Google Chrome is set to reach version 100 soon, but it looks like the release will cause some websites to no longer work. Google has begun investigating and testing solutions.

Having been around for 13 years now, Google Chrome is rapidly approaching its 100th major version. While nothing significant is set to change in the browser, Google has long been aware that Chrome 100 could cause some websites to cease functioning altogether. However, in the last few weeks, Google has found examples in the wild of sites that will break.

According to the Chromium Bug Tracker, the websites that are known to be affected are primarily those developed with Duda, a web design kit. These websites all use the same bit of code to check what version of Chrome you’re using.

Generally speaking, if a website needs to know what browser you’re using and how up-to-date it is, it will check what’s called the “User Agent string.” This is a bit of text that your browser attaches to every web connection it makes, letting the site know about itself. If you break down what the User Agent string actually says, you’ll find a great deal of cruft, most of which is there to maintain compatibility with sites from the 1990s and early 2000s.

But that’s not what’s important in this case. Let’s take a look at an example of a User Agent string for Google Chrome.

Mozilla/5.0 (Windows NT 10.0; Win64; x64) AppleWebKit/537.36 (KHTML, like Gecko) Chrome/96.0.4664.45 Safari/537.36

Towards the end, you can see the part we’re looking for is “Chrome/96.0.4664.45” which gives us the precise version number of the browser. However, most web developers likely only care about the major version number, which is “96” in our example.

As the User Agent string is simply text, developers need to devise a way to interpret the info to suit their needs. In the case of Duda, the devs chose to only read the first two digits after “Chrome/”. That means “Chrome/99” would be 99, but on the other hand “Chrome/100” would be seen as version 10.

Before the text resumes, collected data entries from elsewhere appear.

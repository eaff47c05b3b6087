use std::path::Path;

use anyhow::{Context, Result};
use deckconfig::DeckConfig;
use renderer::{decode_slide, Antialiasing, Renderer, RendererConfig};
use sequencer::{slides_from_deck, Timings};
use tracing_subscriber::EnvFilter;

use crate::cli::{RunArgs, ValidateArgs};

pub fn initialise_tracing() {
    let filter = EnvFilter::try_from_default_env().unwrap_or_else(|_| EnvFilter::new("info"));
    tracing_subscriber::fmt()
        .with_env_filter(filter)
        .with_target(false)
        .init();
}

fn load_deck(path: &Path) -> Result<DeckConfig> {
    DeckConfig::load(path).with_context(|| format!("failed to load deck {}", path.display()))
}

pub fn run(args: RunArgs) -> Result<()> {
    let deck = load_deck(&args.deck)?;
    let config = build_renderer_config(&deck, &args);
    tracing::info!(
        deck = %args.deck.display(),
        slides = config.slides.len(),
        autoplay = config.timings.autoplay,
        interval_ms = config.timings.autoplay_interval.as_millis() as u64,
        "bootstrapping hero"
    );
    Renderer::new(config).run()
}

/// Merges deck settings with command-line overrides.
pub fn build_renderer_config(deck: &DeckConfig, args: &RunArgs) -> RendererConfig {
    let mut timings = Timings::from_deck(deck);
    if args.no_autoplay {
        timings.autoplay = false;
    }
    if let Some(interval) = args.interval {
        timings.autoplay_interval = interval;
    }

    let defaults = RendererConfig::default();
    let target_fps = args
        .fps
        .or(deck.display.fps)
        .filter(|fps| fps.is_finite() && *fps > 0.0);
    let antialiasing = args
        .antialias
        .or(deck.display.antialias.map(Antialiasing::from))
        .unwrap_or_default();

    RendererConfig {
        surface_size: args.size.unwrap_or(defaults.surface_size),
        title: deck.title.clone().unwrap_or(defaults.title),
        slides: slides_from_deck(deck),
        timings,
        effects: deck.effects,
        target_fps,
        antialiasing,
        color_space: args.color_space,
    }
}

pub fn validate(args: ValidateArgs) -> Result<()> {
    let deck = load_deck(&args.deck)?;
    print!("{}", describe_deck(&deck));

    if args.decode {
        let mut failures = 0usize;
        for (index, slide) in deck.slides.iter().enumerate() {
            match decode_slide(index, &slide.media) {
                Ok(decoded) => {
                    println!("  #{index:<2} decoded {}x{}", decoded.width, decoded.height)
                }
                Err(err) => {
                    failures += 1;
                    println!("  #{index:<2} FAILED {}", err.reason);
                }
            }
        }
        if failures > 0 {
            anyhow::bail!("{failures} slide image(s) failed to decode");
        }
    }
    Ok(())
}

pub fn describe_deck(deck: &DeckConfig) -> String {
    use std::fmt::Write;

    let timings = Timings::from_deck(deck);
    let mut out = String::new();
    let _ = writeln!(
        out,
        "Deck: {} ({} slides)",
        deck.title.as_deref().unwrap_or("untitled"),
        deck.slides.len()
    );
    let _ = writeln!(
        out,
        "Transition: {:?} (text swap at {:?}, easing {:?})",
        timings.transition,
        timings.sync_offset(),
        timings.easing
    );
    if timings.autoplay {
        let _ = writeln!(
            out,
            "Autoplay: every {:?} after {:?}",
            timings.autoplay_interval, timings.autoplay_delay
        );
    } else {
        let _ = writeln!(out, "Autoplay: off");
    }
    for (index, slide) in deck.slides.iter().enumerate() {
        let present = if Path::new(&slide.media).exists() {
            "ok"
        } else {
            "missing"
        };
        let _ = writeln!(
            out,
            "  #{index:<2} {:<24} {:<7} {} (zoom {}, grain {}, brightness {})",
            slide.title, present, slide.media, slide.zoom, slide.grain, slide.brightness
        );
    }
    out
}

#[cfg(test)]
mod tests {
    use std::path::PathBuf;
    use std::time::Duration;

    use renderer::ColorSpaceMode;

    use super::*;

    const DECK: &str = r#"
version = 1
title = "Harbour"

[display]
fps = 30
antialias = "off"

[engine]
autoplay_interval = "5s"

[[slides]]
title = "Dawn"
media = "/srv/dawn.png"

[[slides]]
title = "Dusk"
media = "/srv/dusk.png"
zoom = 1.2
"#;

    fn run_args() -> RunArgs {
        RunArgs {
            deck: PathBuf::from("deck.toml"),
            size: None,
            fps: None,
            antialias: None,
            color_space: ColorSpaceMode::Auto,
            no_autoplay: false,
            interval: None,
        }
    }

    #[test]
    fn deck_settings_flow_into_renderer_config() {
        let deck = DeckConfig::from_toml_str(DECK).unwrap();
        let config = build_renderer_config(&deck, &run_args());
        assert_eq!(config.title, "Harbour");
        assert_eq!(config.slides.len(), 2);
        assert_eq!(config.target_fps, Some(30.0));
        assert_eq!(config.antialiasing, Antialiasing::Off);
        assert_eq!(config.timings.autoplay_interval, Duration::from_secs(5));
        assert_eq!(config.surface_size, (1600, 900));
    }

    #[test]
    fn cli_overrides_win() {
        let deck = DeckConfig::from_toml_str(DECK).unwrap();
        let args = RunArgs {
            size: Some((640, 360)),
            fps: Some(0.0),
            antialias: Some(Antialiasing::Samples(4)),
            no_autoplay: true,
            interval: Some(Duration::from_secs(9)),
            ..run_args()
        };
        let config = build_renderer_config(&deck, &args);
        assert_eq!(config.surface_size, (640, 360));
        assert_eq!(config.target_fps, None);
        assert_eq!(config.antialiasing, Antialiasing::Samples(4));
        assert!(!config.timings.autoplay);
        assert_eq!(config.timings.autoplay_interval, Duration::from_secs(9));
    }

    #[test]
    fn description_lists_every_slide() {
        let deck = DeckConfig::from_toml_str(DECK).unwrap();
        let text = describe_deck(&deck);
        assert!(text.starts_with("Deck: Harbour (2 slides)"));
        assert!(text.contains("Dawn"));
        assert!(text.contains("Dusk"));
        assert!(text.contains("missing"));
    }
}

The next problem is that Duda automatically blocks any version of Chrome below version 40 — which was released in 2015, if that gives some perspective. Immediately, every version of the browser after Chrome 99 would be perceived as version 10 and therefore blocked.


Update 12/28: In a statement issued by Duda, the company has made it clear that their web design toolkit was updated to address this issue “within hours” of it being reported by Google, well ahead of the scheduled release of Chrome 100. All websites made with Duda will now continue to work correctly following Chrome 100’s release.

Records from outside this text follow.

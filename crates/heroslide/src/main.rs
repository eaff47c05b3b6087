mod cli;
mod run;

use anyhow::Result;
use cli::Command;

fn main() -> Result<()> {
    let cli = cli::parse();
    run::initialise_tracing();

    match cli.command {
        Command::Run(args) => run::run(args),
        Command::Validate(args) => run::validate(args),
    }
}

There was an issue with faulty configured security rules which blocked the user agent header in Chrome 100. Once the issue was reported to Duda it was fixed within hours, months before the scheduled release of Chrome 100

— Danny Mann, Director of Infrastructure and DevOps at Duda

While it remains to be seen whether any other websites are affected by the same problem, it’s excellent that Duda has swiftly seen to the issue, meaning there are currently no websites that are known to break with Chrome 100. With any luck, the workarounds Google has proposed (laid out below) will not be needed at all.


One could argue that these websites are simply outdated and need to be left behind, but that goes against the spirit of the World Wide Web. In one famous example, the original Space Jam website, which was first put online in 1996, is still live and fully functional. That’s thanks in part to the previously mentioned cruft that tricks vintage websites into thinking you’re using the old-school Netscape browser. As a side note, the history of the User Agent string is a fascinating one and well worth reading.

So, if we can’t leave these websites behind, what can be done?

The first proposal — potentially of many — is to change where developers should check for the version of Chrome. For the sake of older websites, Chrome would lock the User Agent string’s first version number to 99. If a web developer wants to check for a specific version beyond that, they’ll need to look at the second set of digits.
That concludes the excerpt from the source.